Mechanistic macroecology - A Test of Bergmann Rule
By Andrew Abraham on March 31, 2017
In 1847 Karl Bergmann first predicted that animal body size increases with latitude and elevation. Specifically, he suggested that a smaller surface-area-to-volume ratio in larger bodied species was an advantageous heat conservation strategy for colder climates. Over the years this ecogeographic principle has become one of the best-known generalisations in zoology, and today school textbooks are littered with pictures of polar bears and different-shaped cuboids in an attempt to illustrate this basic principle.
Bergmann originally conceived his theory through observation of geographic variation in body size within a number of broadly-distributed homeothermic, or warm-blooded, taxonomic clades. It is no coincidence that bears have become synonymous with Bergmann’s rule; they conform perfectly with the theory. In the warmer low latitudes, sun bears (1.2m) and black bears (1.6m) have a much higher surface-area-to-volume ratio than their polar cousins (2.5m) who need to survive the freezing winters of the Arctic Circle. However, over the last 160 years, as Bergmann’s rule has been applied to a broader range of taxa, including poikilotherms or cold-blooded animals, and extended beyond the level of a single species, both the generality and the underlying mechanism have become disputed.
One of the key reasons for this has been difficulty in modelling biogeographic patterns in animal body size at regional and global scales. The recent development of the Madingley model, however, has transformed our capabilities in this area and critically enables a mechanistic investigation into the processes that drive the observed patterns. And this is where I came in. Following the PLoS Biology release of Madingley to the scientific community in 2014, I joined with Mike Harfoot to compare empirical biogeographic patterns in animal body size to those emerging from Madingley. We then used the functional capabilities of Madingley to artificially manipulate animal and plant communities and explore the fundamental cause(s) of these patterns.
In Madingley, both modelled homeotherms and poikilotherms exhibit strong latitudinal patterns in animal body size. For homeotherms, larger body mass is associated with higher latitudes, whilst poikilotherms display a negative correlation of body mass with latitude.

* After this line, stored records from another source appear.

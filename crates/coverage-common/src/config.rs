//! Configuration for catalog services.

use chrono::{DateTime, Utc};
use serde::{Deserialize, Serialize};
use tracing::warn;

use crate::error::{CatalogError, CatalogResult};
use crate::time::{parse_iso8601, TemporalCrs};

/// Configuration shared by every catalog built in a process.
#[derive(Debug, Clone, Serialize, Deserialize)]
pub struct CatalogConfig {
    /// Byte budget of strongly retained coverages, in megabytes.
    pub memory_budget_mb: usize,

    /// Smallest number of pixels read along either axis.
    pub min_tile_size: u32,

    /// Relative tolerance when comparing resolutions.
    pub resolution_epsilon: f64,

    /// Local directory holding the image files.
    pub root_directory: Option<String>,

    /// Base URL holding the image files, used when no directory is set.
    pub root_url: Option<String>,

    /// Origin of the temporal CRS used in envelopes.
    pub temporal_origin: DateTime<Utc>,

    /// PostgreSQL connection string.
    pub database_url: Option<String>,

    /// Size of the database connection pool.
    pub max_connections: u32,
}

impl Default for CatalogConfig {
    fn default() -> Self {
        Self {
            memory_budget_mb: 128,
            min_tile_size: 64,
            resolution_epsilon: 1e-6,
            root_directory: None,
            root_url: None,
            temporal_origin: TemporalCrs::default().origin,
            database_url: None,
            max_connections: 10,
        }
    }
}

impl CatalogConfig {
    /// Load configuration from environment variables.
    pub fn from_env() -> Self {
        let mut config = Self::default();

        if let Some(value) = parse_env("COVERAGE_MEMORY_BUDGET_MB") {
            config.memory_budget_mb = value;
        }

        if let Some(value) = parse_env("COVERAGE_MIN_TILE_SIZE") {
            config.min_tile_size = value;
        }

        if let Some(value) = parse_env("COVERAGE_RESOLUTION_EPSILON") {
            config.resolution_epsilon = value;
        }

        if let Ok(val) = std::env::var("COVERAGE_ROOT_DIRECTORY") {
            config.root_directory = Some(val);
        }

        if let Ok(val) = std::env::var("COVERAGE_ROOT_URL") {
            config.root_url = Some(val);
        }

        if let Ok(val) = std::env::var("COVERAGE_TEMPORAL_ORIGIN") {
            match parse_iso8601(&val) {
                Ok(origin) => config.temporal_origin = origin,
                Err(e) => warn!(error = %e, "Ignoring COVERAGE_TEMPORAL_ORIGIN"),
            }
        }

        if let Ok(val) = std::env::var("DATABASE_URL") {
            config.database_url = Some(val);
        }

        if let Some(value) = parse_env("DATABASE_MAX_CONNECTIONS") {
            config.max_connections = value;
        }

        config
    }

    /// Validate the configuration.
    pub fn validate(&self) -> CatalogResult<()> {
        if self.memory_budget_mb == 0 {
            return Err(CatalogError::Config("memory_budget_mb must be > 0".to_string()));
        }

        if self.min_tile_size == 0 {
            return Err(CatalogError::Config("min_tile_size must be > 0".to_string()));
        }

        if !self.resolution_epsilon.is_finite() || self.resolution_epsilon < 0.0 {
            return Err(CatalogError::Config(
                "resolution_epsilon must be a finite, non-negative number".to_string(),
            ));
        }

        if self.max_connections == 0 {
            return Err(CatalogError::Config("max_connections must be > 0".to_string()));
        }

        Ok(())
    }

    /// Validate that image files can be located.
    pub fn require_source_root(&self) -> CatalogResult<()> {
        if self.root_directory.is_none() && self.root_url.is_none() {
            return Err(CatalogError::Config(
                "either root_directory or root_url must be set".to_string(),
            ));
        }
        Ok(())
    }

    /// Get the memory budget in bytes.
    pub fn memory_budget_bytes(&self) -> usize {
        self.memory_budget_mb * 1024 * 1024
    }

    pub fn temporal_crs(&self) -> TemporalCrs {
        TemporalCrs::new(self.temporal_origin)
    }
}

/// Parse an environment variable, ignoring it with a warning when malformed.
fn parse_env<T: std::str::FromStr>(key: &str) -> Option<T> {
    let value = std::env::var(key).ok()?;
    match value.parse() {
        Ok(parsed) => Some(parsed),
        Err(_) => {
            warn!(key, value = %value, "Ignoring unparsable environment variable");
            None
        }
    }
}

These results broadly compare well to empirical patterns of bird, reptile and historic mammal populations. Dispiritingly though, during this work we discovered that the lamentable impacts of humans towards animal populations over the last 100,000 years has significantly altered the size distribution of certain taxonomic groups from their natural patterns. In particular, the extinction of many high latitude, large mammal species, including that of the well-documented woolly mammoth and woolly rhinoceros, has flattened today’s mammalian Bergmann cline. Whilst the cumulative impacts of human populations on animal biogeography is worrying, this does highlight the unique ability of Madingley to simulate a world devoid of anthropogenic impacts at a global scale. This was important for our work because to fully understand the environmental drivers behind Bergmann’s rule, it was advantageous to remove this noise created by human perturbations.
We conducted a set of knockout experiments to investigate three of the major hypothesised environmental drivers of body mass clines; thermoregulation, resource availability and starvation resistance. By decoupling environmental conditions for plants and animals in these experiments, we isolated each suspected driver in turn and observed the magnitude of influence this had over the modelled Bergmann clines. Interestingly, we found that seasonality in temperature and net primary productivity (NPP) drives the modelled clines rather than, as Bergmann first suggested, mean annual temperature. Further experiments in which artificial worlds of only warm-blooded or cold-blood animals were simulated, suggested that interactions between these trophic groups may also be significant.
At its conception, it was hoped that the Madingley model could reproduce observed properties of ecosystem structure and function throughout the world. Our work here confirms the ability of Madingley to simulate one of the oldest-known macroecological patterns. Not only does this strengthen the case for general ecosystem models, but by manipulating the capabilities of Madingley, we have taken a significant step towards settling 160 years of scientific dispute over the cause of an eminent ecological phenomena.
Written by Andrew Abraham (https://www.cdoughty.org/). Andrew began this work whilst interning at UNEP-WCMC in July 2014. He is now a Research Scholar at Northern Arizona University, USA, working on incorporating translocation of nutrients by animals into the Madingley model.